Use case
Mortgage CRM for Refi Specialists
Refi specialists live and die by the rate-trigger window. A 50-75 bps move in market rates opens a refi opportunity that closes within 48-72 hours as other LOs reach the same borrower. The specialist who runs daily rate-watch against their closed-loan book — and ships outreach in under an hour — wins the funded volume. The specialist who runs weekly rate reviews catches the leftovers. Break-even modeling and MIP removal eligibility tracking matter just as much. This page covers five mortgage CRMs that handle refi-specialist workflows — Approvr included — and is honest about which one fits which shop.
The five CRMs we'd actually consider
Ranked on fit for refi specialists. Pricing as of May 2026.
| # | CRM | Rating | Best for | Starting price | Notes |
|---|---|---|---|---|---|
| 1 | Total Expert | ★★★★★ | Enterprise refi retention for large in-force books | Custom (enterprise) | Mature rate-watch engine; implementation is enterprise-scale |
| 2 | Sales Boomerang | ★★★★★ | Refi specialists wanting standalone rate-trigger alerts on top of an existing CRM | Custom | Strong signal generation; still needs a real CRM and outreach stack underneath |
| 3 | ApprovrOur pick | ★★★★★ | Independent refi specialists running daily rate-watch with all-in-one outreach | $97/month | Broker-configured rate-trigger windows, break-even modeling, AI outreach drafting |
| 4 | Surefire CRM | ★★★★★ | Retail refi shops on Encompass with in-force books | Custom (enterprise) | First-party Encompass sync; mature retention templates |
| 5 | BNTouch | ★★★★★ | Retail refi LOs needing strong marketing automation | $148/user/month | Capable refi campaigns; rate-trigger alerting needs configuration |
What refi specialists actually deal with on every file
Refi specialist workflows have four touchpoints that purchase-focused LOs do not stress the same way. Rate-trigger windowing. The refi opportunity opens when pricing crosses a configurable spread below a borrower's note rate. 75 bps is the most common trigger — a borrower at 7.25% becomes a refi candidate at 6.50%. The CRM should run daily rate-watch against the entire closed-loan book and flag every borrower crossing the threshold that morning. Specialists run this daily and ship outreach within an hour. Break-even months calculation. A refi only makes sense if the borrower stays past break-even — closing costs divided by monthly payment savings. The CRM should compute break-even per borrower from current note rate, current pricing, and estimated closing costs — and surface the borrower's likely tenure. A refi pitched at 38 months to a borrower planning to sell at month 30 is a wasted call. MIP removal eligibility on FHA refis. FHA borrowers carrying MIP for the life of the loan can switch to conventional once LTV crosses 80%. The CRM should track current LTV estimate, MIP factor, and break-even on conventional conversion. Most CRMs miss this pitch entirely. Closed-loan book as the primary pipeline. For refi specialists, the closed-loan book IS the pipeline. Every funded loan is a future refi candidate. The CRM should treat past clients as active pipeline with note rate, LTV estimate, and rate-trigger eligibility as queryable fields — not as 'closed' contacts archived after a 90-day drip. Rate-watch frequency, break-even precision, and MIP-removal tracking separate refi-ready CRMs from generic stacks.

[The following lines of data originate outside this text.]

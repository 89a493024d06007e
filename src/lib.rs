//! Dad joke client for the icanhazdadjoke.com API
//!
//! Fetches a single random joke, or searches by term and picks one of the
//! matches at random.

#![warn(clippy::all)]

pub mod cli;
pub mod client;
pub mod commands;
pub mod config;
pub mod error;
pub mod models;
pub mod selector;

pub use client::{JokeFetcher, JokeSource};
pub use config::FetcherConfig;
pub use error::{DecodeStage, JokeError, Result};
pub use models::{Joke, SearchResult};
pub use selector::{pick_random_joke, Pick};

/// Printed when a term search matches nothing
pub const NO_JOKES_FOUND: &str = "No jokes could be found with the search term";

What to look for in a refi-focused mortgage CRM
Five capabilities define a refi-ready mortgage CRM. Broker-configured rate-trigger windowing. The CRM should run daily rate-watch against every closed loan's note rate and flag borrowers crossing a configurable spread (50, 75, or 100 bps). Approvr supports broker-configured thresholds per loan type — conventional, FHA, VA, jumbo each have different ideal trigger windows. Break-even months calculator. Per-borrower break-even computed from current note rate, current pricing, estimated closing costs, and borrower-specific tenure expectations. The output should appear in the outreach draft so the LO does not need to compute it manually before the call. MIP removal eligibility tracking. FHA borrowers approaching 80% LTV become conventional-refi candidates. Approvr's template engine supports per-borrower LTV estimation (current AVM or last-known appraisal) and surfaces MIP-removal eligibility as a queryable segment. Most CRMs miss this segment entirely. Closed-loan book as queryable pipeline. Note rate, current LTV estimate, UPB, MIP status, prepayment penalty status, and rate-trigger eligibility as queryable fields on every past borrower. The refi specialist queries 'every borrower above 6.75% with LTV under 80%' and the CRM returns the list with drafted outreach. AI outreach drafting for rate-trigger events. When a rate-trigger crosses, the CRM should draft personalized outreach for LO approval — current rate, the borrower's note rate, estimated monthly savings, and break-even months. Approvr's AI conversation engine drafts this before the LO opens the file. Sales Boomerang produces the signal; Approvr produces the signal and the outreach in one stack.